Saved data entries

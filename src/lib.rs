//! Sparse-set entity-component-system registry.
//!
//! A [`Registry`] owns entities (bare, non-generational integers) and their
//! components, stored one sparse set per component type. [`View`]s iterate
//! the intersection of several component types (optionally excluding
//! others) by driving from whichever included storage is currently
//! smallest. Components may opt into lifecycle hooks (`start`, `update`,
//! collision/trigger callbacks) by implementing the corresponding
//! [`Component`] methods; types that don't override them pay no runtime
//! branch for the absence.
//!
//! # Example
//! ```
//! use covey::{Component, Registry};
//!
//! #[derive(Debug)]
//! struct Position { x: f32, y: f32 }
//! impl Component for Position {}
//!
//! #[derive(Debug)]
//! struct Velocity { x: f32, y: f32 }
//! impl Component for Velocity {}
//!
//! let mut registry = Registry::new();
//! let e = registry.create();
//! registry.emplace(e, Position { x: 0.0, y: 0.0 });
//! registry.emplace(e, Velocity { x: 1.0, y: 0.0 });
//!
//! for (entity, pos, vel) in registry.view::<(Position, Velocity)>().each() {
//!     let _ = (entity, pos, vel);
//! }
//! ```

mod component;
mod context;
mod entity;
mod heap;
mod reference;
mod registry;
mod sparse_set;
mod storage;
mod type_id;
mod view;

pub use component::Component;
pub use context::UpdateContext;
pub use entity::Entity;
pub use reference::Reference;
pub use registry::{EntityIter, Registry};
pub use view::{EachIter, ExcludeTuple, View, ViewIter, ViewTuple};

/// Re-exports for `use covey::prelude::*;`.
pub mod prelude {
    pub use crate::{Component, Entity, Reference, Registry, UpdateContext, View};
}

Task item: Copy out the range of lines above starting at the line with "integers) and their" and ending at the line with "types (optionally excluding", exactly and including both.

Expected answer:
//! A [`Registry`] owns entities (bare, non-generational integers) and their
//! components, stored one sparse set per component type. [`View`]s iterate
//! the intersection of several component types (optionally excluding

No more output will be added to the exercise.